There are many ways to look at the issue of estimation. Everyone in the business of software development has had experience with wanting estimates, being asked for estimates, or both. That experience frames how they look at the issue. A considerable share of those experiences have been painful. I dare say that everyone in the business has had some painful experiences around estimation, and the painful ones seem to stick in our memory more vividly than the benign ones.
What makes these experiences so painful? Again, the causes are legion. One frequent contributor is well illustrated by a story my older brother taught me as a child.
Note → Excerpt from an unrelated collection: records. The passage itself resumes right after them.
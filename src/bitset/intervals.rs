/*
 * @file intervals.rs
 * @author The dump_index developers
 * @copyright 2026 The dump_index developers
 *
 * Run-length form of a bit set: sorted, disjoint, non-adjacent
 * (start, length) runs.
 */

use std::cmp::max;
use std::mem::size_of;

/** A run of set bits: `start .. start+length` */
pub(crate) type Run = (u32, u32);

/** Sorted, non-overlapping, non-adjacent runs. */
#[derive(Clone,Debug,PartialEq,Eq,Default)]
pub(crate) struct Intervals {
    runs: Vec<Run>,
}

impl Intervals {
    /** Build from a sorted, deduplicated slice of bits */
    pub fn from_sorted(bits:&[u32]) -> Intervals {
        let mut runs : Vec<Run> = Vec::with_capacity(bits.len());
        for &bit in bits {
            match runs.last_mut() {
                Some((start,length)) if *start + *length == bit => *length += 1,
                _ => runs.push((bit,1)),
            }
        }
        let mut ret = Intervals { runs };
        ret.maybe_shrink();
        ret
    }

    pub fn runs(&self) -> &[Run] { &self.runs }

    /** Number of set bits */
    pub fn cardinality(&self) -> usize {
        self.runs.iter().map(|&(_,length)| length as usize).sum()
    }

    /** Index of the first run starting after `bit` */
    fn position(&self, bit:u32) -> usize {
        self.runs.partition_point(|&(start,_)| start <= bit)
    }

    pub fn contains(&self, bit:u32) -> bool {
        let p = self.position(bit);
        p > 0 && {
            let (start,length) = self.runs[p-1];
            bit < start + length
        }
    }

    /**
     * Add a bit, extending or joining neighbouring runs.  Returns false
     * if it was already present.
     */
    pub fn insert(&mut self, bit:u32) -> bool {
        let p = self.position(bit);
        let joins_prev = if p > 0 {
            let (start,length) = self.runs[p-1];
            if bit < start + length { return false; }
            start + length == bit
        } else { false };
        let joins_next = p < self.runs.len() && self.runs[p].0 == bit + 1;

        match (joins_prev, joins_next) {
            (true, true) => {
                let (_,next_length) = self.runs.remove(p);
                self.runs[p-1].1 += 1 + next_length;
                self.maybe_shrink();
            },
            (true, false) => self.runs[p-1].1 += 1,
            (false, true) => {
                self.runs[p].0 -= 1;
                self.runs[p].1 += 1;
            },
            (false, false) => self.runs.insert(p, (bit,1)),
        }
        true
    }

    /** self |= other, in one linear merge of the two run lists */
    pub fn union_with(&mut self, other:&Intervals) {
        if other.runs.is_empty() { return; }
        let (a, b) = (&self.runs, &other.runs);
        let mut merged : Vec<Run> = Vec::with_capacity(a.len() + b.len());
        let (mut i, mut j) = (0, 0);
        while i < a.len() || j < b.len() {
            let run = if j == b.len() || (i < a.len() && a[i].0 <= b[j].0) {
                i += 1; a[i-1]
            } else {
                j += 1; b[j-1]
            };
            match merged.last_mut() {
                Some((start,length)) if run.0 <= *start + *length => {
                    *length = max(*start + *length, run.0 + run.1) - *start;
                },
                _ => merged.push(run),
            }
        }
        self.runs = merged;
        self.maybe_shrink();
    }

    /** Halve the allocation when less than a third of it is in use */
    fn maybe_shrink(&mut self) {
        let capacity = self.runs.capacity();
        if self.runs.len() * 3 < capacity {
            self.runs.shrink_to(max(capacity / 2, self.runs.len()));
        }
    }

    /** Heap bytes */
    pub fn memory_usage(&self) -> usize {
        self.runs.capacity() * size_of::<Run>()
    }
}

#[cfg(test)]
mod tests {
    use crate::bitset::intervals::Intervals;
    use rand::{Rng,thread_rng};
    use std::collections::BTreeSet;

    fn check_invariant(iv:&Intervals) {
        for w in iv.runs().windows(2) {
            let (s0,l0) = w[0];
            assert!(l0 > 0);
            assert!(s0 + l0 < w[1].0, "runs {:?} and {:?} touch", w[0], w[1]);
        }
    }

    #[test]
    fn test_insert_joins_runs() {
        let mut iv = Intervals::from_sorted(&[1,2,3,7,8]);
        assert_eq!(iv.runs(), &[(1,3),(7,2)]);
        assert!(iv.insert(5));
        assert_eq!(iv.runs(), &[(1,3),(5,1),(7,2)]);
        assert!(iv.insert(4));
        assert_eq!(iv.runs(), &[(1,5),(7,2)]);
        assert!(iv.insert(6));
        assert_eq!(iv.runs(), &[(1,8)]);
        assert!(!iv.insert(6));
        assert!(iv.insert(0));
        assert_eq!(iv.runs(), &[(0,9)]);
        assert_eq!(iv.cardinality(), 9);
    }

    #[test]
    fn test_random_inserts() {
        let mut rng = thread_rng();
        for _ in 0..50 {
            let mut iv = Intervals::default();
            let mut oracle = BTreeSet::new();
            for _ in 0..300 {
                let bit = rng.gen_range(0..400);
                assert_eq!(iv.insert(bit), oracle.insert(bit));
            }
            check_invariant(&iv);
            assert_eq!(iv.cardinality(), oracle.len());
            for bit in 0..410 { assert_eq!(iv.contains(bit), oracle.contains(&bit)); }
        }
    }

    #[test]
    fn test_union() {
        let mut rng = thread_rng();
        for _ in 0..50 {
            let a : BTreeSet<u32> = (0..rng.gen_range(0..200)).map(|_| rng.gen_range(0..300)).collect();
            let b : BTreeSet<u32> = (0..rng.gen_range(0..200)).map(|_| rng.gen_range(0..300)).collect();
            let mut ia = Intervals::from_sorted(&a.iter().copied().collect::<Vec<_>>());
            let ib = Intervals::from_sorted(&b.iter().copied().collect::<Vec<_>>());
            ia.union_with(&ib);
            check_invariant(&ia);
            let both : BTreeSet<u32> = a.union(&b).copied().collect();
            assert_eq!(ia.cardinality(), both.len());
            for bit in 0..310 { assert_eq!(ia.contains(bit), both.contains(&bit)); }
        }
    }

    #[test]
    fn test_shrinks_when_runs_collapse() {
        let bits : Vec<u32> = (0..64).map(|i| 2*i).collect();
        let mut iv = Intervals::from_sorted(&bits);
        let before = iv.runs.capacity();
        for i in 0..63 { iv.insert(2*i + 1); }
        assert_eq!(iv.runs(), &[(0,127)]);
        assert!(iv.runs.capacity() < before);
    }
}
/*
 * @file values.rs
 * @author The dump_index developers
 * @copyright 2026 The dump_index developers
 *
 * Slot-indexed value arrays that ride alongside a SlotTable.
 */

use crate::table::Rehash;
use std::mem::size_of;

/**
 * A value array indexed by [`SlotTable`](crate::table::SlotTable) slot.
 *
 * Maps and caches are generic over this trait, so the hot path is
 * monomorphized per value type.  The array is always exactly as long as
 * the table has slots; on a rehash the owner calls
 * [`relocate`](ValueArray::relocate) to move values to their new slots.
 */
pub trait ValueArray {
    /** Type of values stored. */
    type Value;

    /** Allocate an array of `capacity` absent values. */
    fn allocate(capacity:usize) -> Self where Self: Sized;

    /** Number of slots. */
    fn capacity(&self) -> usize;

    /** Value at `slot`, if one is stored there. */
    fn get(&self, slot:usize) -> Option<Self::Value>;

    /**
     * Panic if `value` cannot be stored.  Owners call this before they
     * change any state, so a rejected value leaves them untouched.
     */
    fn validate(_value:&Self::Value) {}

    /** Store `value` at `slot`. */
    fn set(&mut self, slot:usize, value:Self::Value);

    /** Remove and return the value at `slot`. */
    fn take(&mut self, slot:usize) -> Option<Self::Value>;

    /** Approximate heap usage, in bytes. */
    fn memory_usage(&self) -> usize;

    /** Rebuild the array for the table layout described by `rehash`. */
    fn relocate(&mut self, rehash:&Rehash) where Self: Sized {
        let mut fresh = Self::allocate(rehash.capacity());
        for (old,new) in rehash.moves() {
            if let Some(value) = self.take(old) {
                fresh.set(new, value);
            }
        }
        *self = fresh;
    }
}

/** Reserved `i32` meaning "no value" in an [`IntValues`] slot. */
pub const ABSENT : i32 = -1;

/**
 * `i32` values packed in a plain `Vec<i32>`, with [`ABSENT`] marking empty
 * slots.  Storing `-1` as a real value is a contract violation.
 */
#[derive(Clone,Debug,Default,PartialEq,Eq)]
pub struct IntValues(Vec<i32>);

impl ValueArray for IntValues {
    type Value = i32;

    fn allocate(capacity:usize) -> Self { IntValues(vec![ABSENT; capacity]) }

    fn capacity(&self) -> usize { self.0.len() }

    fn get(&self, slot:usize) -> Option<i32> {
        match self.0[slot] {
            ABSENT => None,
            v => Some(v)
        }
    }

    fn validate(value:&i32) {
        assert!(*value != ABSENT, "{} is reserved to mean \"absent\" and cannot be stored", ABSENT);
    }

    fn set(&mut self, slot:usize, value:i32) {
        Self::validate(&value);
        self.0[slot] = value;
    }

    fn take(&mut self, slot:usize) -> Option<i32> {
        let v = std::mem::replace(&mut self.0[slot], ABSENT);
        if v == ABSENT { None } else { Some(v) }
    }

    fn memory_usage(&self) -> usize { self.0.capacity() * size_of::<i32>() }
}

/** Arbitrary values, one `Option<T>` per slot. */
#[derive(Clone,Debug,PartialEq,Eq)]
pub struct ObjectValues<T>(Vec<Option<T>>);

impl <T> Default for ObjectValues<T> {
    fn default() -> Self { ObjectValues(Vec::new()) }
}

impl <T:Clone> ValueArray for ObjectValues<T> {
    type Value = T;

    fn allocate(capacity:usize) -> Self {
        let mut slots = Vec::with_capacity(capacity);
        slots.resize_with(capacity, || None);
        ObjectValues(slots)
    }

    fn capacity(&self) -> usize { self.0.len() }
    fn get(&self, slot:usize) -> Option<T> { self.0[slot].clone() }
    fn set(&mut self, slot:usize, value:T) { self.0[slot] = Some(value); }
    fn take(&mut self, slot:usize) -> Option<T> { self.0[slot].take() }

    /** Counts the slot array only, not heap memory owned by the values. */
    fn memory_usage(&self) -> usize { self.0.capacity() * size_of::<Option<T>>() }
}

/**
 * No values at all: a set only needs the table's keys.  Every slot reads
 * as `Some(())` so presence is decided by the table alone.
 */
#[derive(Copy,Clone,Debug,Default,PartialEq,Eq)]
pub struct NoValues(usize);

impl ValueArray for NoValues {
    type Value = ();
    fn allocate(capacity:usize) -> Self { NoValues(capacity) }
    fn capacity(&self) -> usize { self.0 }
    fn get(&self, _slot:usize) -> Option<()> { Some(()) }
    fn set(&mut self, _slot:usize, _value:()) {}
    fn take(&mut self, _slot:usize) -> Option<()> { Some(()) }
    fn memory_usage(&self) -> usize { 0 }
    fn relocate(&mut self, rehash:&Rehash) { self.0 = rehash.capacity(); }
}
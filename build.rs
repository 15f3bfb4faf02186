// from cbindgen docs and
// https://michael-f-bryan.github.io/rust-ffi-guide/cbindgen.html

extern crate cbindgen;

use std::env;
use std::path::{Path,PathBuf};

fn main() {
    if env::var_os("CARGO_FEATURE_CFFI").is_none() { return; }
    let crate_dir = PathBuf::from(env::var_os("CARGO_MANIFEST_DIR").expect("cargo sets CARGO_MANIFEST_DIR"));
    let package_name = env::var("CARGO_PKG_NAME").expect("cargo sets CARGO_PKG_NAME");

    let output_file = target_dir(&crate_dir).join(format!("{}.h", package_name));

    cbindgen::Builder::new()
      .with_language(cbindgen::Language::C)
      .with_include_version(true)
      .with_include_guard("DUMP_INDEX_H")
      .with_crate(&crate_dir)
      .generate()
      .expect("Unable to generate bindings")
      .write_to_file(&output_file);
}

fn target_dir(crate_dir:&Path) -> PathBuf {
    match env::var_os("CARGO_TARGET_DIR") {
        Some(target) => PathBuf::from(target),
        None => crate_dir.join("target"),
    }
}
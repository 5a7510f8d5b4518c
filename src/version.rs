//! Release branch version keys.
//!
//! A release branch is named `release/v<MAJOR>.<MINOR>.<PATCH>`, optionally
//! suffixed with `-p<N>` for a post-release patch counter. Parsing is total:
//! a release branch whose body does not have that shape gets the zero key, so
//! it sorts before every well-formed version instead of failing the run.

use std::cmp::Ordering;
use std::fmt;

use serde::{Deserialize, Serialize};

/// Prefix shared by every release branch.
pub const RELEASE_PREFIX: &str = "release/v";

/// Ordering key for a release branch.
///
/// Field order matters: the derived `Ord` compares `major`, then `minor`,
/// then `patch`, then `patch_counter`.
#[derive(
    Debug, Clone, Copy, Default, PartialEq, Eq, PartialOrd, Ord, Hash, Serialize, Deserialize,
)]
pub struct VersionKey {
    pub major: u64,
    pub minor: u64,
    pub patch: u64,
    pub patch_counter: u64,
}

impl VersionKey {
    /// The key given to malformed release branch names.
    pub const ZERO: VersionKey = VersionKey {
        major: 0,
        minor: 0,
        patch: 0,
        patch_counter: 0,
    };

    pub fn new(major: u64, minor: u64, patch: u64, patch_counter: u64) -> Self {
        VersionKey {
            major,
            minor,
            patch,
            patch_counter,
        }
    }

    /// Parses a branch name into a key. Never fails.
    ///
    /// The `release/v` prefix is optional here; callers filter on it
    /// separately via [`is_release_branch`].
    pub fn parse(branch: &str) -> VersionKey {
        let body = branch.strip_prefix(RELEASE_PREFIX).unwrap_or(branch);
        parse_body(body).unwrap_or(VersionKey::ZERO)
    }
}

impl fmt::Display for VersionKey {
    fn fmt(&self, f: &mut fmt::Formatter<'_>) -> fmt::Result {
        write!(f, "{}.{}.{}", self.major, self.minor, self.patch)?;
        if self.patch_counter > 0 {
            write!(f, "-p{}", self.patch_counter)?;
        }
        Ok(())
    }
}

/// Returns true if `branch` takes part in release ordering.
pub fn is_release_branch(branch: &str) -> bool {
    branch.starts_with(RELEASE_PREFIX)
}

/// Compares two branch names by their version keys.
pub fn compare(a: &str, b: &str) -> Ordering {
    VersionKey::parse(a).cmp(&VersionKey::parse(b))
}

/// Parses `<digits>.<digits>.<digits>[-p<digits>]`.
fn parse_body(body: &str) -> Option<VersionKey> {
    let (triplet, counter) = match body.split_once("-p") {
        Some((triplet, counter)) => (triplet, Some(counter)),
        None => (body, None),
    };

    let mut parts = triplet.split('.');
    let major = parse_number(parts.next()?)?;
    let minor = parse_number(parts.next()?)?;
    let patch = parse_number(parts.next()?)?;
    if parts.next().is_some() {
        return None;
    }

    let patch_counter = match counter {
        Some(c) => parse_number(c)?,
        None => 0,
    };

    Some(VersionKey::new(major, minor, patch, patch_counter))
}

/// Parses a non-empty run of ASCII digits. Rejects signs and overflow.
fn parse_number(s: &str) -> Option<u64> {
    if s.is_empty() || !s.bytes().all(|b| b.is_ascii_digit()) {
        return None;
    }
    s.parse().ok()
}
A world-famous bricklayer announced he was ready to put away his trowel and retire. Upon hearing this, a rich man approached him to build a mansion. He could spare not expense and build it any way he wanted. The bricklayer thought this was a wonderful way to retire, with one last crowning masterpiece, and agreed to do the job.
He studied the plans that had already been made, scribbled notes on them, and made some new sketches. He toured the building site, compared it with the surveyor’s plat, and did some calculations. After months of study and consideration, he ordered exactly the number of bricks he needed for this final masterpiece. Within days, the bricks were delivered and he went to work.
Day after day, the bricklayer rose early, worked hard all day, and didn’t stop until the light was starting to fade. He worked alone with his hod carrier, so that no lesser hand would mar this magnificent mansion. Like a mad demon, he turned piles of bricks into walls and turrets, until finally he was done. Done! His perfect masterpiece was done.
He backed away to view the full glory of his work. In doing so, he tripped and stumbled. Getting up, he noticed that what he’d tripped over was a brick.
A brick? A brick! There was a left-over brick. That could only mean one thing. He had made a mistake and left out a brick. The bricklayer worriedly ran around the worksite, checking this place and that, looking for where he might have omitted a brick. Everywhere he looked, he could find nothing amiss.
At last he stood in the middle of the construction, brick in hand, and started to realize what had happened. He had failed in his final project. He had ordered one brick too many. Mortified and furious, with all his might, he threw the brick straight up into the air!
This simple story illustrates so many ways that estimation is misused.
- Estimating a precise value without contingency for unknown surprises
- Judging the estimate by the actuals, as if we should know in advance what we know later
- Judging the work by the correspondence to prior estimation rather than by the outcomes
- Becoming angry when the actuals don’t equal the estimate
Does this remind you of situations where you work? I think we’ve all seen these dysfunctions, even if not to this extreme. Considering such behavior, it’s no wonder that people would like to avoid estimation if they can. Unreasonable expectations of what estimates can do, or what the estimators should do are all-too-common. Such unreasonable expectations often result in developers, or anyone asked for estimates, to dig in their heels and try to avoid providing them.
This reminds me of another story.
A man and his wife found that their lives had grown apart over the many years that they’d been married. Each did the things that interested them, and they did little together. The man thought he would surprise her to bring them back together. Secretly he took flying lessons until he got his pilot’s license. Then he rented a small plane and invited her to go flying with him.
He was delighted that she agreed, but as they were leaving she picked up her cat and brought it along, too. The cat that didn’t like him. He didn’t say anything, and they drove in silence to the airport.
After takeoff, he excitedly pointed out the places they knew. “Look how small and different they look from up here!” She murmured, petting her cat. He looked over and noticed she wasn’t even looking out the window when he pointed. That cat meant more to her than anything he could do. He started to get upset. That cat was his biggest rival. Angrier now, he thought, “That cat is the cause of all our problems!”
With one quick move, he grabbed the cat and threw it out the window. “That solves that problem,” he thought. He smiled and leaned back in his seat. He reached into his pocket for one of his last few Cuban cigars and started to smoke it.
At this moment, his wife started to come out of the shock of seeing her cat thrown out the airplane window. Not knowing any other way to get even, she grabbed his cigar and threw it out the window, too. Now, both of them were angry. Neither looked at the other and they flew back to the airport in silence.
Still not speaking, they climbed down from the plane. Then they stopped, amazed. There, clinging to the bottom of the wing with its claws was the cat. And what do you think was in the cat’s mouth? (hover here for the answer)
This story illustrates why estimates become so painful. It’s not the quality of the estimate that makes it so. It’s the fact that those asking for estimates and those asked for estimates (or provided estimates to which they’re expected to conform) each value different things, and ignore the value that the other prefers. They want to get what they want, and are willing to throw out the window those things that are valuable to others.
The path to less-painful estimates lies not in better ways to estimate, or in eliminating them. It starts with understanding each other, what’s important to us, and what we can accomplish. The problem of painful estimation is not about the estimates. It’s about the people and their relationships.